In message
<[email protected]>, Harry
Halpin <[email protected]> writes
The question is how to build Linked Data on top of *only* HTTP 200 -
the case where the data publisher either cannot alter their server
set-up (.htaccess) files or does not care to.
Might it help to look at this problem from the other end of the
telescope? So far, the discussion has all been about what is returned.
How about considering what is requested?
I assume that we're talking about the situation where a user (human or
machine) is faced with a URI to resolve. The implication is that they
have acquired this URI through some Linked Data activity such as a
SPARQL query, or reading a chunk of RDF from their own triple store. (If
we're not - if we're talking about auto-magically inferring Linked
Data-ness from random URLs, then I would agree that sticking RDFa into
said random pages is a way to go, and leave the discussion.)
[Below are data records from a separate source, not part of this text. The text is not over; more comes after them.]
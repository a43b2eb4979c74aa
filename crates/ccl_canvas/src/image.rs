//! Image data handed to [`Canvas::draw_image`](crate::Canvas::draw_image).

use std::fmt;
use std::path::Path;
use std::sync::Arc;

use tiny_skia::{IntSize, Pixmap};

use crate::color::Color;
use crate::error::{CanvasError, Result};

/// Shared, immutable RGBA image.
///
/// Pixels are stored premultiplied, the native layout of tiny-skia, so the
/// raster canvas can blit them without conversion. Cloning is cheap.
#[derive(Clone)]
pub struct ImageData {
    pixmap: Arc<Pixmap>,
}

impl ImageData {
    /// Build from straight-alpha RGBA8 pixels.
    pub fn from_rgba8(width: u32, height: u32, mut data: Vec<u8>) -> Result<Self> {
        let expected = width as usize * height as usize * 4;
        if data.len() != expected {
            return Err(CanvasError::PixelBufferLength {
                width,
                height,
                expected,
                actual: data.len(),
            });
        }

        for px in data.chunks_exact_mut(4) {
            let a = px[3] as u16;
            for c in &mut px[..3] {
                *c = ((*c as u16 * a + 127) / 255) as u8;
            }
        }

        let size = IntSize::from_wh(width, height).ok_or(CanvasError::InvalidSize { width, height })?;
        let pixmap = Pixmap::from_vec(data, size).ok_or(CanvasError::InvalidSize { width, height })?;
        Ok(Self::from_pixmap(pixmap))
    }

    /// A single-color image.
    pub fn solid(width: u32, height: u32, color: Color) -> Result<Self> {
        let mut pixmap = Pixmap::new(width, height).ok_or(CanvasError::InvalidSize { width, height })?;
        let [r, g, b, a] = color.to_rgba8();
        pixmap.fill(tiny_skia::Color::from_rgba8(r, g, b, a));
        Ok(Self::from_pixmap(pixmap))
    }

    /// Decode a PNG from memory.
    pub fn decode_png(bytes: &[u8]) -> Result<Self> {
        let pixmap = Pixmap::decode_png(bytes).map_err(|e| CanvasError::ImageDecode(e.to_string()))?;
        Ok(Self::from_pixmap(pixmap))
    }

    /// Load a PNG file.
    pub fn load_png(path: impl AsRef<Path>) -> Result<Self> {
        let bytes = std::fs::read(path.as_ref())?;
        log::debug!("Loaded {} bytes from {}", bytes.len(), path.as_ref().display());
        Self::decode_png(&bytes)
    }

    pub(crate) fn from_pixmap(pixmap: Pixmap) -> Self {
        Self {
            pixmap: Arc::new(pixmap),
        }
    }

    pub fn width(&self) -> u32 {
        self.pixmap.width()
    }

    pub fn height(&self) -> u32 {
        self.pixmap.height()
    }

    pub(crate) fn pixmap(&self) -> &Pixmap {
        &self.pixmap
    }

    /// Whether two handles share the same pixel storage.
    pub fn ptr_eq(&self, other: &ImageData) -> bool {
        Arc::ptr_eq(&self.pixmap, &other.pixmap)
    }
}

impl fmt::Debug for ImageData {
    fn fmt(&self, f: &mut fmt::Formatter<'_>) -> fmt::Result {
        f.debug_struct("ImageData")
            .field("width", &self.width())
            .field("height", &self.height())
            .finish()
    }
}

impl PartialEq for ImageData {
    fn eq(&self, other: &Self) -> bool {
        self.ptr_eq(other)
    }
}

#[cfg(test)]
mod tests {
    use super::*;

    #[test]
    fn test_from_rgba8_rejects_wrong_length() {
        let err = ImageData::from_rgba8(2, 2, vec![0; 15]).unwrap_err();
        assert!(matches!(err, CanvasError::PixelBufferLength { expected: 16, actual: 15, .. }));
    }

    #[test]
    fn test_from_rgba8_premultiplies() {
        let img = ImageData::from_rgba8(1, 1, vec![255, 100, 0, 128]).unwrap();
        let px = img.pixmap().pixel(0, 0).unwrap();
        assert_eq!(px.red(), 128);
        assert_eq!(px.alpha(), 128);
    }

    #[test]
    fn test_solid_zero_size_is_error() {
        assert!(matches!(
            ImageData::solid(0, 5, Color::RED),
            Err(CanvasError::InvalidSize { .. })
        ));
    }

    #[test]
    fn test_clone_shares_storage() {
        let a = ImageData::solid(2, 2, Color::BLUE).unwrap();
        let b = a.clone();
        assert_eq!(a, b);
        assert_ne!(a, ImageData::solid(2, 2, Color::BLUE).unwrap());
    }
}
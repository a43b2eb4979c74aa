//! Font description and text alignment.

use serde::{Deserialize, Serialize};

use crate::color::Color;

/// Default font size used by widgets.
pub const DEFAULT_FONT_SIZE: f32 = 14.0;

/// Font request passed to text drawing and measuring.
#[derive(Debug, Clone, Copy, PartialEq, Serialize, Deserialize)]
pub struct FontSpec {
    pub size: f32,
    pub color: Color,
    #[serde(default)]
    pub bold: bool,
}

impl FontSpec {
    pub fn new(size: f32) -> Self {
        Self {
            size,
            ..Self::default()
        }
    }

    pub fn with_color(mut self, color: Color) -> Self {
        self.color = color;
        self
    }

    pub fn bold(mut self) -> Self {
        self.bold = true;
        self
    }
}

impl Default for FontSpec {
    fn default() -> Self {
        Self {
            size: DEFAULT_FONT_SIZE,
            color: Color::BLACK,
            bold: false,
        }
    }
}

/// Horizontal text alignment within a rectangle.
#[derive(Debug, Clone, Copy, PartialEq, Eq, Default, Serialize, Deserialize)]
#[serde(rename_all = "lowercase")]
pub enum HAlign {
    #[default]
    Left,
    Center,
    Right,
}

/// Vertical text alignment within a rectangle.
#[derive(Debug, Clone, Copy, PartialEq, Eq, Default, Serialize, Deserialize)]
#[serde(rename_all = "lowercase")]
pub enum VAlign {
    Top,
    #[default]
    Center,
    Bottom,
}

impl HAlign {
    /// X position of content `width` wide inside `[x, x + available)`.
    pub fn place(self, x: f32, available: f32, width: f32) -> f32 {
        match self {
            HAlign::Left => x,
            HAlign::Center => x + (available - width) / 2.0,
            HAlign::Right => x + available - width,
        }
    }
}

impl VAlign {
    /// Y position of content `height` tall inside `[y, y + available)`.
    pub fn place(self, y: f32, available: f32, height: f32) -> f32 {
        match self {
            VAlign::Top => y,
            VAlign::Center => y + (available - height) / 2.0,
            VAlign::Bottom => y + available - height,
        }
    }
}
//! Callback abstraction for widget notifications
//!
//! Widgets never call into the host directly. Each notification is a
//! `Callback<T, M>` that turns the widget-level value (an index, a node
//! path, a checked flag) into the host's message type `M`, which is then
//! returned from `on_gesture`.
//!
//! # Examples
//!
//! ```ignore
//! use ccl_ui::Listbox;
//!
//! enum Message {
//!     FruitSelected(usize),
//! }
//!
//! let listbox = Listbox::new(vec!["apple", "pear"]).on_select(Message::FruitSelected);
//! ```

use std::fmt;

/// An optional `Fn(T) -> M`.
pub struct Callback<T, M> {
    f: Option<Box<dyn Fn(T) -> M>>,
}

impl<T, M> Callback<T, M> {
    pub fn new<F>(f: F) -> Self
    where
        F: Fn(T) -> M + 'static,
    {
        Self { f: Some(Box::new(f)) }
    }

    /// Create an empty callback (no handler).
    pub fn none() -> Self {
        Self { f: None }
    }

    /// Returns `Some(message)` if a handler is set.
    pub fn call(&self, value: T) -> Option<M> {
        self.f.as_ref().map(|f| f(value))
    }

    pub fn is_some(&self) -> bool {
        self.f.is_some()
    }

    pub fn is_none(&self) -> bool {
        self.f.is_none()
    }
}

impl<T, M> Default for Callback<T, M> {
    fn default() -> Self {
        Self::none()
    }
}

impl<T, M> fmt::Debug for Callback<T, M> {
    fn fmt(&self, f: &mut fmt::Formatter<'_>) -> fmt::Result {
        f.debug_struct("Callback").field("set", &self.is_some()).finish()
    }
}

// =============================================================================
// Unit-like Callback (Callback0)
// =============================================================================

/// A callback that takes no parameters, such as a button tap.
pub type Callback0<M> = Callback<(), M>;

impl<M> Callback0<M> {
    /// Equivalent to `call(())`.
    pub fn emit(&self) -> Option<M> {
        self.call(())
    }
}
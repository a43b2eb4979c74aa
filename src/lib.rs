//! ccl - a headless gallery for the ccl widget library
//!
//! Builds one of every widget, replays JSON gesture scripts through them and
//! writes settled PNG snapshots.

mod app;
mod config;
mod message;
mod script;

pub use app::{Gallery, GalleryError, Result, MAX_PAINT_PASSES};
pub use config::{ConfigError, ConfigSource, GalleryConfig, LogLevel, CONFIG_VERSION};
pub use message::{Message, WidgetId};
pub use script::{Script, ScriptError, ScriptStep};
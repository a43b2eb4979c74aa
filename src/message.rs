//! Gallery message types.
//!
//! Every widget callback maps into a [`Message`]; the gallery logs, records
//! and applies them after each gesture.

use ccl_ui::{ExpandState, NodePath, ProgressSnapshot};
use serde::{Deserialize, Serialize};

/// Identifies one widget instance in the gallery.
#[derive(Debug, Clone, Copy, PartialEq, Eq, Hash, Serialize, Deserialize)]
#[serde(rename_all = "snake_case")]
pub enum WidgetId {
    Listbox,
    Combobox,
    Grid,
    Treeview,
    Button,
    Checkbox,
    RadioGroup,
    ProgressBar,
    Label,
    Image,
    IconLabelButton,
}

impl WidgetId {
    /// All widgets in render order.
    pub fn all() -> &'static [WidgetId] {
        &[
            WidgetId::Listbox,
            WidgetId::Combobox,
            WidgetId::Grid,
            WidgetId::Treeview,
            WidgetId::Button,
            WidgetId::Checkbox,
            WidgetId::RadioGroup,
            WidgetId::ProgressBar,
            WidgetId::Label,
            WidgetId::Image,
            WidgetId::IconLabelButton,
        ]
    }

    /// Script and snapshot file name.
    pub fn name(&self) -> &'static str {
        match self {
            WidgetId::Listbox => "listbox",
            WidgetId::Combobox => "combobox",
            WidgetId::Grid => "grid",
            WidgetId::Treeview => "treeview",
            WidgetId::Button => "button",
            WidgetId::Checkbox => "checkbox",
            WidgetId::RadioGroup => "radio_group",
            WidgetId::ProgressBar => "progress_bar",
            WidgetId::Label => "label",
            WidgetId::Image => "image",
            WidgetId::IconLabelButton => "icon_label_button",
        }
    }

    pub fn from_name(name: &str) -> Option<Self> {
        Self::all().iter().copied().find(|id| id.name() == name)
    }
}

/// Messages emitted by the gallery's widgets.
#[derive(Debug, Clone, PartialEq, Serialize)]
pub enum Message {
    // Listbox
    /// A listbox row was tapped
    ListboxSelected(usize),

    // Combobox
    /// A combobox list row was tapped
    ComboboxSelectionChanged(usize),
    /// The combobox list opened (true) or closed (false)
    ComboboxToggled(bool),

    // Grid
    GridCellTapped { row: usize, col: usize },
    GridHeaderTapped(usize),

    // Treeview
    /// A node label was tapped
    TreeNodeActivated(NodePath),
    /// A node's expand/collapse button was tapped
    TreeNodeToggled { path: NodePath, state: ExpandState },

    // Simple controls
    ButtonTapped,
    CheckboxToggled(bool),
    RadioSelectionChanged(usize),
    ProgressTapped(ProgressSnapshot),
    /// Indices of the image tap areas containing the tap point
    ImageAreasTapped(Vec<usize>),
    IconButtonTapped,
}

#[cfg(test)]
mod tests {
    use super::*;

    #[test]
    fn test_widget_names_roundtrip() {
        for id in WidgetId::all() {
            assert_eq!(WidgetId::from_name(id.name()), Some(*id));
        }
        assert_eq!(WidgetId::from_name("slider"), None);
    }

    #[test]
    fn test_widget_id_serde_matches_name() {
        for id in WidgetId::all() {
            let json = serde_json::to_string(id).unwrap();
            assert_eq!(json, format!("\"{}\"", id.name()));
        }
    }

    #[test]
    fn test_message_serializes() {
        let json = serde_json::to_string(&Message::TreeNodeToggled {
            path: vec![0, 2],
            state: ExpandState::Expanded,
        })
        .unwrap();
        assert_eq!(json, r#"{"TreeNodeToggled":{"path":[0,2],"state":"expanded"}}"#);
    }
}
//! Widget capability traits and related types

use ccl_canvas::{Canvas, Rect, Size};

use crate::event::Gesture;

/// What a widget wants after handling a gesture.
#[derive(Debug, Clone, PartialEq)]
#[must_use]
pub enum EventResult<M> {
    /// Nothing happened
    None,
    /// State changed, repaint requested
    Redraw,
    /// Notification only, visuals unchanged
    Message(M),
    /// Notification and repaint
    RedrawWithMessage(M),
}

impl<M> EventResult<M> {
    /// Build from a repaint flag and an optional message.
    pub fn from_parts(redraw: bool, message: Option<M>) -> Self {
        match (redraw, message) {
            (true, Some(msg)) => EventResult::RedrawWithMessage(msg),
            (false, Some(msg)) => EventResult::Message(msg),
            (true, None) => EventResult::Redraw,
            (false, None) => EventResult::None,
        }
    }

    pub fn needs_redraw(&self) -> bool {
        matches!(self, EventResult::Redraw | EventResult::RedrawWithMessage(_))
    }

    pub fn message(&self) -> Option<&M> {
        match self {
            EventResult::Message(msg) | EventResult::RedrawWithMessage(msg) => Some(msg),
            _ => None,
        }
    }

    pub fn into_message(self) -> Option<M> {
        match self {
            EventResult::Message(msg) | EventResult::RedrawWithMessage(msg) => Some(msg),
            _ => None,
        }
    }

    pub fn map<N>(self, f: impl FnOnce(M) -> N) -> EventResult<N> {
        match self {
            EventResult::None => EventResult::None,
            EventResult::Redraw => EventResult::Redraw,
            EventResult::Message(msg) => EventResult::Message(f(msg)),
            EventResult::RedrawWithMessage(msg) => EventResult::RedrawWithMessage(f(msg)),
        }
    }
}

/// Result of a paint pass.
#[derive(Debug, Clone, Copy, PartialEq, Eq)]
#[must_use]
pub enum PaintOutcome {
    /// The widget is showing its resting visual
    Settled,
    /// Paint again; a transient visual was shown this pass
    Invalidate,
}

impl PaintOutcome {
    pub fn needs_repaint(self) -> bool {
        self == PaintOutcome::Invalidate
    }
}

/// Something that paints itself onto a canvas.
pub trait Paintable {
    fn size(&self) -> Size;

    fn resize(&mut self, size: Size);

    /// Repaint from scratch. Paint never changes content or selection.
    fn paint(&mut self, canvas: &mut dyn Canvas) -> PaintOutcome;

    /// The widget's local bounds.
    fn bounds(&self) -> Rect {
        Rect::from_size(self.size())
    }
}

/// Something that turns gestures into state changes and messages.
pub trait HitTestable<M> {
    fn on_gesture(&mut self, gesture: &Gesture) -> EventResult<M>;
}

/// A complete widget.
pub trait Widget<M>: Paintable + HitTestable<M> {}

impl<M, T: Paintable + HitTestable<M>> Widget<M> for T {}
//! Gesture scripts replayed by the gallery.
//!
//! A script is a JSON array of steps:
//!
//! ```json
//! [
//!   { "widget": "listbox", "gesture": { "tap": { "position": { "x": 10, "y": 60 } } } },
//!   { "widget": "grid", "gesture": { "pan": { "phase": "running", "total_x": -40, "total_y": 0 } } }
//! ]
//! ```

use std::path::{Path, PathBuf};

use ccl_ui::Gesture;
use serde::Deserialize;

use crate::message::WidgetId;

/// One gesture addressed to one widget.
#[derive(Debug, Clone, PartialEq)]
pub struct ScriptStep {
    pub widget: WidgetId,
    pub gesture: Gesture,
}

#[derive(Deserialize)]
struct RawStep {
    widget: String,
    gesture: Gesture,
}

/// An ordered list of steps.
#[derive(Debug, Clone, Default, PartialEq)]
pub struct Script {
    steps: Vec<ScriptStep>,
}

impl Script {
    pub fn new(steps: Vec<ScriptStep>) -> Self {
        Self { steps }
    }

    /// Parse a script, resolving widget names.
    pub fn from_json(json: &str) -> Result<Self, ScriptError> {
        let raw: Vec<RawStep> = serde_json::from_str(json)?;
        let steps = raw
            .into_iter()
            .enumerate()
            .map(|(step, raw)| {
                let widget =
                    WidgetId::from_name(&raw.widget).ok_or(ScriptError::UnknownWidget { step, name: raw.widget })?;
                Ok(ScriptStep {
                    widget,
                    gesture: raw.gesture,
                })
            })
            .collect::<Result<Vec<_>, ScriptError>>()?;
        Ok(Self { steps })
    }

    pub fn load(path: impl AsRef<Path>) -> Result<Self, ScriptError> {
        let path = path.as_ref();
        let json = std::fs::read_to_string(path).map_err(|source| ScriptError::Io {
            path: path.to_path_buf(),
            source,
        })?;
        let script = Self::from_json(&json)?;
        log::info!("Loaded {} script steps from {:?}", script.len(), path);
        Ok(script)
    }

    pub fn steps(&self) -> &[ScriptStep] {
        &self.steps
    }

    pub fn len(&self) -> usize {
        self.steps.len()
    }

    pub fn is_empty(&self) -> bool {
        self.steps.is_empty()
    }
}

/// Errors that can occur when loading a script.
#[derive(Debug, thiserror::Error)]
pub enum ScriptError {
    #[error("Failed to parse script: {0}")]
    Parse(#[from] serde_json::Error),

    #[error("Step {step}: unknown widget '{name}'")]
    UnknownWidget { step: usize, name: String },

    #[error("Failed to read script {path:?}: {source}")]
    Io {
        path: PathBuf,
        #[source]
        source: std::io::Error,
    },
}

#[cfg(test)]
mod tests {
    use super::*;
    use ccl_ui::PanPhase;

    #[test]
    fn test_parse_steps() {
        let json = r#"[
            { "widget": "listbox", "gesture": { "tap": { "position": { "x": 10, "y": 60 } } } },
            { "widget": "radio_group", "gesture": { "pan": { "phase": "completed", "total_x": 0, "total_y": -30 } } }
        ]"#;
        let script = Script::from_json(json).unwrap();
        assert_eq!(
            script.steps(),
            &[
                ScriptStep {
                    widget: WidgetId::Listbox,
                    gesture: Gesture::tap(10.0, 60.0),
                },
                ScriptStep {
                    widget: WidgetId::RadioGroup,
                    gesture: Gesture::pan(PanPhase::Completed, 0.0, -30.0),
                },
            ]
        );
    }

    #[test]
    fn test_unknown_widget() {
        let json = r#"[
            { "widget": "button", "gesture": { "tap": { "position": { "x": 1, "y": 1 } } } },
            { "widget": "slider", "gesture": { "tap": { "position": { "x": 1, "y": 1 } } } }
        ]"#;
        match Script::from_json(json) {
            Err(ScriptError::UnknownWidget { step, name }) => {
                assert_eq!(step, 1);
                assert_eq!(name, "slider");
            }
            other => panic!("expected unknown widget, got {:?}", other),
        }
    }

    #[test]
    fn test_bad_gesture_is_parse_error() {
        let json = r#"[{ "widget": "button", "gesture": { "swipe": {} } }]"#;
        assert!(matches!(Script::from_json(json), Err(ScriptError::Parse(_))));
    }

    #[test]
    fn test_load_missing_file() {
        let dir = tempfile::tempdir().unwrap();
        let path = dir.path().join("missing.json");
        assert!(matches!(Script::load(&path), Err(ScriptError::Io { .. })));
    }

    #[test]
    fn test_load_from_file() {
        let dir = tempfile::tempdir().unwrap();
        let path = dir.path().join("script.json");
        std::fs::write(&path, "[]").unwrap();
        assert!(Script::load(&path).unwrap().is_empty());
    }
}
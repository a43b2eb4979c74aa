//! Scroll offsets and their bounds.
//!
//! Everything here is a pure function of its inputs: callers pass the
//! current [`Viewport`] in and get the next one back together with a
//! repaint flag.
//!
//! Offsets are `f64` pixels. Item geometry stays `f32`; positions are only
//! narrowed once they are relative to the pane, so offsets deep into large
//! content keep whole-pixel precision.

use crate::event::PanPhase;
use crate::state::PanGesture;

/// How far an axis may scroll.
#[derive(Debug, Clone, Copy, PartialEq)]
pub enum ScrollBound {
    /// Scroll until the last of `count` items of size `extent` sits at the
    /// start of the pane: `max = (count - 1) * extent`.
    LastItemAtOrigin { count: usize, extent: f32 },
    /// Scroll until the end of the content meets the end of the pane:
    /// `max = max(0, content - viewport)`.
    ContentFit { content: f32, viewport: f32 },
}

impl ScrollBound {
    pub fn max_offset(&self) -> f64 {
        let max = match *self {
            ScrollBound::LastItemAtOrigin { count, extent } => count.saturating_sub(1) as f64 * f64::from(extent),
            ScrollBound::ContentFit { content, viewport } => f64::from(content) - f64::from(viewport),
        };
        // f64::max drops NaN
        max.max(0.0)
    }
}

/// Clamp an offset into `[0, max_offset]`. NaN resolves to 0.
pub fn clamp_offset(offset: f64, max_offset: f64) -> f64 {
    if offset.is_nan() {
        return 0.0;
    }
    offset.clamp(0.0, max_offset.max(0.0))
}

/// Result of applying a delta to one axis.
#[derive(Debug, Clone, Copy, PartialEq)]
pub struct Scrolled {
    pub offset: f64,
    /// Offset moved, so the viewport needs repainting
    pub repaint: bool,
}

/// `clamp(offset + delta, 0, max_offset)`.
pub fn scroll(offset: f64, delta: f64, max_offset: f64) -> Scrolled {
    let next = clamp_offset(offset + delta, max_offset);
    Scrolled {
        offset: next,
        repaint: next != offset,
    }
}

/// Per-axis maximum offsets.
#[derive(Debug, Clone, Copy, PartialEq, Default)]
pub struct ScrollLimits {
    pub max_x: f64,
    pub max_y: f64,
}

impl ScrollLimits {
    pub fn new(max_x: f64, max_y: f64) -> Self {
        Self { max_x, max_y }
    }

    pub fn vertical(max_y: f64) -> Self {
        Self { max_x: 0.0, max_y }
    }
}

/// Scroll position of a widget plus the pan gesture in progress.
#[derive(Debug, Clone, Copy, PartialEq, Default)]
pub struct Viewport {
    pub offset_x: f64,
    pub offset_y: f64,
    pan: PanGesture,
}

/// A new viewport and whether it needs repainting.
#[derive(Debug, Clone, Copy, PartialEq)]
pub struct ViewportUpdate {
    pub viewport: Viewport,
    pub repaint: bool,
}

impl Viewport {
    pub fn new() -> Self {
        Self::default()
    }

    pub fn at(offset_x: f64, offset_y: f64) -> Self {
        Self {
            offset_x,
            offset_y,
            pan: PanGesture::Idle,
        }
    }

    pub fn is_panning(&self) -> bool {
        self.pan.is_panning()
    }

    /// Apply one pan update against `limits`.
    pub fn apply_pan(self, phase: PanPhase, total_x: f32, total_y: f32, limits: ScrollLimits) -> ViewportUpdate {
        let (pan, (dx, dy)) = self.pan.advance(phase, total_x, total_y);
        let x = scroll(self.offset_x, f64::from(dx), limits.max_x);
        let y = scroll(self.offset_y, f64::from(dy), limits.max_y);

        if matches!(phase, PanPhase::Completed | PanPhase::Canceled) {
            log::debug!("Viewport: pan {:?} at ({}, {})", phase, x.offset, y.offset);
        }

        ViewportUpdate {
            viewport: Viewport {
                offset_x: x.offset,
                offset_y: y.offset,
                pan,
            },
            repaint: x.repaint || y.repaint,
        }
    }

    /// Re-clamp after content or viewport size changed.
    pub fn reclamp(self, limits: ScrollLimits) -> ViewportUpdate {
        let offset_x = clamp_offset(self.offset_x, limits.max_x);
        let offset_y = clamp_offset(self.offset_y, limits.max_y);
        ViewportUpdate {
            repaint: offset_x != self.offset_x || offset_y != self.offset_y,
            viewport: Viewport {
                offset_x,
                offset_y,
                pan: self.pan,
            },
        }
    }

    /// Keep the offsets, forget any pan in progress.
    pub fn end_pan(self) -> Self {
        Viewport::at(self.offset_x, self.offset_y)
    }

    /// Back to the origin, dropping any pan in progress.
    pub fn reset(self) -> ViewportUpdate {
        let viewport = Viewport::default();
        ViewportUpdate {
            repaint: viewport != self,
            viewport,
        }
    }
}

#[cfg(test)]
mod tests {
    use super::*;

    #[test]
    fn test_last_item_at_origin_bound() {
        let bound = ScrollBound::LastItemAtOrigin { count: 10, extent: 25.0 };
        assert_eq!(bound.max_offset(), 225.0);
        assert_eq!(ScrollBound::LastItemAtOrigin { count: 0, extent: 25.0 }.max_offset(), 0.0);
    }

    #[test]
    fn test_content_fit_bound_never_negative() {
        let bound = ScrollBound::ContentFit {
            content: 50.0,
            viewport: 200.0,
        };
        assert_eq!(bound.max_offset(), 0.0);
    }

    #[test]
    fn test_scroll_clamps_both_ends() {
        assert_eq!(scroll(0.0, 40.0, 225.0).offset, 40.0);
        assert_eq!(scroll(200.0, 40.0, 225.0).offset, 225.0);
        assert_eq!(scroll(10.0, -40.0, 225.0).offset, 0.0);
    }

    #[test]
    fn test_extreme_deltas_converge_to_bounds() {
        let mut offset = 100.0;
        for _ in 0..3 {
            offset = scroll(offset, f64::INFINITY, 225.0).offset;
            assert_eq!(offset, 225.0);
        }
        for _ in 0..3 {
            offset = scroll(offset, f64::NEG_INFINITY, 225.0).offset;
            assert_eq!(offset, 0.0);
        }
        assert_eq!(scroll(offset, f64::MAX, 225.0).offset, 225.0);
    }

    #[test]
    fn test_scroll_at_bound_requests_no_repaint() {
        let s = scroll(225.0, 10.0, 225.0);
        assert_eq!(s.offset, 225.0);
        assert!(!s.repaint);
        assert!(scroll(0.0, 1.0, 225.0).repaint);
    }

    #[test]
    fn test_nan_offset_resolves_to_zero() {
        assert_eq!(clamp_offset(f64::NAN, 100.0), 0.0);
        assert_eq!(scroll(10.0, f64::NAN, 100.0).offset, 0.0);
    }

    #[test]
    fn test_apply_pan_uses_increments() {
        let limits = ScrollLimits::vertical(225.0);
        let v = Viewport::new();
        let u = v.apply_pan(PanPhase::Started, 0.0, 0.0, limits);
        assert!(!u.repaint);
        let u = u.viewport.apply_pan(PanPhase::Running, 0.0, 30.0, limits);
        assert_eq!(u.viewport.offset_y, 30.0);
        let u = u.viewport.apply_pan(PanPhase::Running, 0.0, 40.0, limits);
        assert_eq!(u.viewport.offset_y, 40.0);
        assert!(u.repaint);
        let u = u.viewport.apply_pan(PanPhase::Completed, 0.0, 0.0, limits);
        assert_eq!(u.viewport.offset_y, 40.0);
        assert!(!u.viewport.is_panning());
    }

    #[test]
    fn test_horizontal_pan_ignored_when_axis_is_locked() {
        let u = Viewport::new().apply_pan(PanPhase::Running, 50.0, 0.0, ScrollLimits::vertical(100.0));
        assert_eq!(u.viewport.offset_x, 0.0);
        assert!(!u.repaint);
    }

    #[test]
    fn test_reclamp_after_content_shrinks() {
        let v = Viewport::at(0.0, 200.0);
        let u = v.reclamp(ScrollLimits::vertical(50.0));
        assert_eq!(u.viewport.offset_y, 50.0);
        assert!(u.repaint);
        assert!(!u.viewport.reclamp(ScrollLimits::vertical(50.0)).repaint);
    }

    #[test]
    fn test_end_pan_keeps_offsets() {
        let limits = ScrollLimits::vertical(225.0);
        let u = Viewport::new().apply_pan(PanPhase::Running, 0.0, 60.0, limits);
        assert!(u.viewport.is_panning());
        let v = u.viewport.end_pan();
        assert!(!v.is_panning());
        assert_eq!(v.offset_y, 60.0);

        // A fresh gesture starts from zero, not from the old total
        let u = v.apply_pan(PanPhase::Running, 0.0, 10.0, limits);
        assert_eq!(u.viewport.offset_y, 70.0);
    }

    #[test]
    fn test_large_offsets_move_by_single_pixels() {
        let max = ScrollBound::LastItemAtOrigin {
            count: 2_000_000,
            extent: 25.0,
        }
        .max_offset();
        assert_eq!(max, 49_999_975.0);
        let s = scroll(max - 10.0, 1.0, max);
        assert_eq!(s.offset, max - 9.0);
        assert!(s.repaint);
    }

    #[test]
    fn test_reset() {
        let u = Viewport::at(10.0, 20.0).reset();
        assert_eq!(u.viewport, Viewport::default());
        assert!(u.repaint);
    }
}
The Linked Data guidelines make the assumption that said user is willing
and able to indicate what sort of content they want, in this case via
the Accept header mechanism. This makes it reasonable to further
specify that the fallback response, in the absence of a suitable Accept
header, is to deliver a human-readable resource, i.e. an HTML web page.
Thus the web of Linked Data behaves like part of the web of documents,
if users take no special action when dereferencing URLs.
If we agree that it is reasonable for user agents to take some action to
indicate what type of response they want, then one very simple solution
for the content-negotiation-challenged data publisher would be to
establish a convention that adding '.rdf' to a URL should deliver an RDF
description of the NIR signified by that URL.